Stark M, Reizenstein E, Uhlén M, Lundeberg J
Department of Biochemistry, KTH, Royal Institute of Technology, Stockholm, Sweden.
J Clin Microbiol. 1996 Apr;34(4):778-84. doi: 10.1128/jcm.34.4.778-784.1996.
In the present study, novel solid-phase methods were used for both sample preparation and PCR detection of Bordetella pertussis. The sample preparation was performed by immunomagnetic separation with paramagnetic beads coated with polyclonal antibodies directed toward the surface antigens of the bacteria. The precoated immunobeads were directly used on nasopharyngeal aspirates to capture the bacteria on the solid support and were subsequently transferred to the PCR tube with no further manipulations. The region encompassing the pertussis toxin promoter was analyzed to allow direct discrimination between the three major Bordetella species (B. pertussis, B. parapertussis, and B. bronchiseptica). The resulting amplicons were captured on a second magnetic solid phase, allowing detection and restriction analysis of the target sequence. A colorimetric detection system based on a DNA binding fusion protein enabled the use of standardized enzyme-linked immunosorbent format tests both for the detection of Bordetella spp. and for species evaluation. When the optimized system was evaluated on 55 clinical aspirate samples, 21 of 22 (95%) culture-positive samples were positive by the system that we developed. In addition, two samples were positive by the PCR-based assay, while the culture assay was negative. The implications of these results are discussed.

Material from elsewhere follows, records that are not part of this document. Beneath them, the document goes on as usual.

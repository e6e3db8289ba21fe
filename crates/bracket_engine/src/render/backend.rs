//! Render backend abstraction
//!
//! The engine does not draw anything itself. Once per variable tick it hands
//! a [`FrameSnapshot`] to whatever backend the host installed.

use std::sync::{Arc, Mutex, PoisonError};

use thiserror::Error;

use crate::render::FrameSnapshot;

/// Rendering errors
#[derive(Error, Debug)]
pub enum RenderError {
    /// The backend rejected the frame
    #[error("Frame submission failed: {0}")]
    SubmitFailed(String),

    /// The output surface is gone (window closed, device lost)
    #[error("Surface lost")]
    SurfaceLost,
}

/// Receiver of per-frame snapshots
pub trait RenderBackend {
    /// Current viewport size in pixels (width, height)
    fn viewport(&self) -> (u32, u32) {
        (1280, 720)
    }

    /// Present one frame
    fn submit(&mut self, frame: &FrameSnapshot) -> Result<(), RenderError>;
}

/// Backend that discards every frame
#[derive(Debug, Default, Clone, Copy)]
pub struct NullRenderer;

impl RenderBackend for NullRenderer {
    fn submit(&mut self, _frame: &FrameSnapshot) -> Result<(), RenderError> {
        Ok(())
    }
}

/// Backend that keeps the most recent frames for inspection
///
/// Clones share the same frame buffer, so a test or a headless host can keep
/// a handle while the engine owns the backend.
#[derive(Debug, Clone)]
pub struct RecordingRenderer {
    frames: Arc<Mutex<Vec<FrameSnapshot>>>,
    capacity: usize,
    viewport: (u32, u32),
}

impl RecordingRenderer {
    /// Keep at most `capacity` frames (oldest are dropped first)
    pub fn new(capacity: usize) -> Self {
        Self {
            frames: Arc::new(Mutex::new(Vec::new())),
            capacity: capacity.max(1),
            viewport: (1280, 720),
        }
    }

    /// Report a different viewport size
    pub fn with_viewport(mut self, width: u32, height: u32) -> Self {
        self.viewport = (width, height);
        self
    }

    /// Number of frames currently held
    pub fn frame_count(&self) -> usize {
        self.frames.lock().unwrap_or_else(PoisonError::into_inner).len()
    }

    /// Most recent frame
    pub fn last_frame(&self) -> Option<FrameSnapshot> {
        self.frames
            .lock()
            .unwrap_or_else(PoisonError::into_inner)
            .last()
            .cloned()
    }

    /// Remove and return every held frame
    pub fn take_frames(&self) -> Vec<FrameSnapshot> {
        std::mem::take(&mut *self.frames.lock().unwrap_or_else(PoisonError::into_inner))
    }
}

impl Default for RecordingRenderer {
    fn default() -> Self {
        Self::new(120)
    }
}

impl RenderBackend for RecordingRenderer {
    fn viewport(&self) -> (u32, u32) {
        self.viewport
    }

    fn submit(&mut self, frame: &FrameSnapshot) -> Result<(), RenderError> {
        let mut frames = self.frames.lock().unwrap_or_else(PoisonError::into_inner);
        if frames.len() >= self.capacity {
            let excess = frames.len() + 1 - self.capacity;
            frames.drain(..excess);
        }
        frames.push(frame.clone());
        Ok(())
    }
}
//! Image decoding for textures
//!
//! Decodes PNG (and whatever else the `image` crate is built with) into RGBA8
//! pixels ready for upload.

use std::path::Path;

use crate::assets::AssetError;

/// Decoded texture
#[derive(Debug, Clone, PartialEq)]
pub struct Texture {
    /// Path the pixels came from
    pub path: String,
    /// Raw RGBA pixel data
    pub data: Vec<u8>,
    /// Image width in pixels
    pub width: u32,
    /// Image height in pixels
    pub height: u32,
    /// Whether this is the fallback standing in for a failed load
    pub is_fallback: bool,
}

impl Texture {
    /// Load an image from a file path
    pub fn from_file<P: AsRef<Path>>(path: P) -> Result<Self, AssetError> {
        let path_ref = path.as_ref();

        log::debug!("Loading image from: {:?}", path_ref);

        let img = image::open(path_ref)
            .map_err(|e| AssetError::LoadFailed(format!("{}: {}", path_ref.display(), e)))?;

        // Convert to RGBA8 format (standard for GPU upload)
        let rgba_img = img.to_rgba8();
        let (width, height) = rgba_img.dimensions();

        log::debug!("Loaded image {}x{} from {:?}", width, height, path_ref);

        Ok(Self {
            path: path_ref.to_string_lossy().into_owned(),
            data: rgba_img.into_raw(),
            width,
            height,
            is_fallback: false,
        })
    }

    /// Decode an in-memory image
    pub fn from_bytes(name: &str, bytes: &[u8]) -> Result<Self, AssetError> {
        let img = image::load_from_memory(bytes)
            .map_err(|e| AssetError::LoadFailed(format!("{name}: {e}")))?;

        let rgba_img = img.to_rgba8();
        let (width, height) = rgba_img.dimensions();

        Ok(Self {
            path: name.to_string(),
            data: rgba_img.into_raw(),
            width,
            height,
            is_fallback: false,
        })
    }

    /// Create a solid color texture (useful for testing and defaults)
    pub fn solid_color(name: &str, width: u32, height: u32, color: [u8; 4]) -> Self {
        let pixel_count = (width * height) as usize;
        let mut data = Vec::with_capacity(pixel_count * 4);
        for _ in 0..pixel_count {
            data.extend_from_slice(&color);
        }

        Self {
            path: name.to_string(),
            data,
            width,
            height,
            is_fallback: false,
        }
    }

    /// Get the size of the pixel data in bytes
    pub fn size_bytes(&self) -> usize {
        self.data.len()
    }
}

#[cfg(test)]
mod tests {
    use super::*;

    #[test]
    fn test_solid_color_texture() {
        let tex = Texture::solid_color("red", 4, 4, [255, 0, 0, 255]);
        assert_eq!(tex.width, 4);
        assert_eq!(tex.size_bytes(), 4 * 4 * 4);
        assert_eq!(&tex.data[0..4], &[255, 0, 0, 255]);
        assert!(!tex.is_fallback);
    }

    #[test]
    fn test_png_round_trip_through_disk() {
        let file = tempfile::Builder::new().suffix(".png").tempfile().unwrap();
        image::RgbaImage::from_pixel(2, 3, image::Rgba([0, 255, 0, 255]))
            .save(file.path())
            .unwrap();

        let tex = Texture::from_file(file.path()).unwrap();
        assert_eq!((tex.width, tex.height), (2, 3));
        assert_eq!(&tex.data[4..8], &[0, 255, 0, 255]);
    }

    #[test]
    fn test_garbage_bytes_fail() {
        assert!(matches!(
            Texture::from_bytes("junk", b"not an image"),
            Err(AssetError::LoadFailed(_))
        ));
    }
}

在本研究中,采用新型固相方法进行百日咳博德特氏菌的样品制备和PCR检测。样品制备通过免疫磁珠分离法进行,磁珠表面包被有针对该细菌表面抗原的多克隆抗体。预包被的免疫磁珠直接用于鼻咽抽吸物,以在固相载体上捕获细菌,随后无需进一步处理即可转移至PCR管中。对包含百日咳毒素启动子的区域进行分析,以便直接区分三种主要的博德特氏菌(百日咳博德特氏菌、副百日咳博德特氏菌和支气管败血博德特氏菌)。扩增产物在第二个磁性固相上捕获,从而实现对目标序列的检测和限制性分析。基于DNA结合融合蛋白的比色检测系统使得能够使用标准化的酶联免疫吸附试验形式来检测博德特氏菌属并进行菌种鉴定。当在55份临床抽吸物样本上评估优化后的系统时,22份培养阳性样本中有21份(95%)通过我们开发的系统检测为阳性。此外,有两份样本基于PCR的检测为阳性,而培养检测为阴性。讨论了这些结果的意义。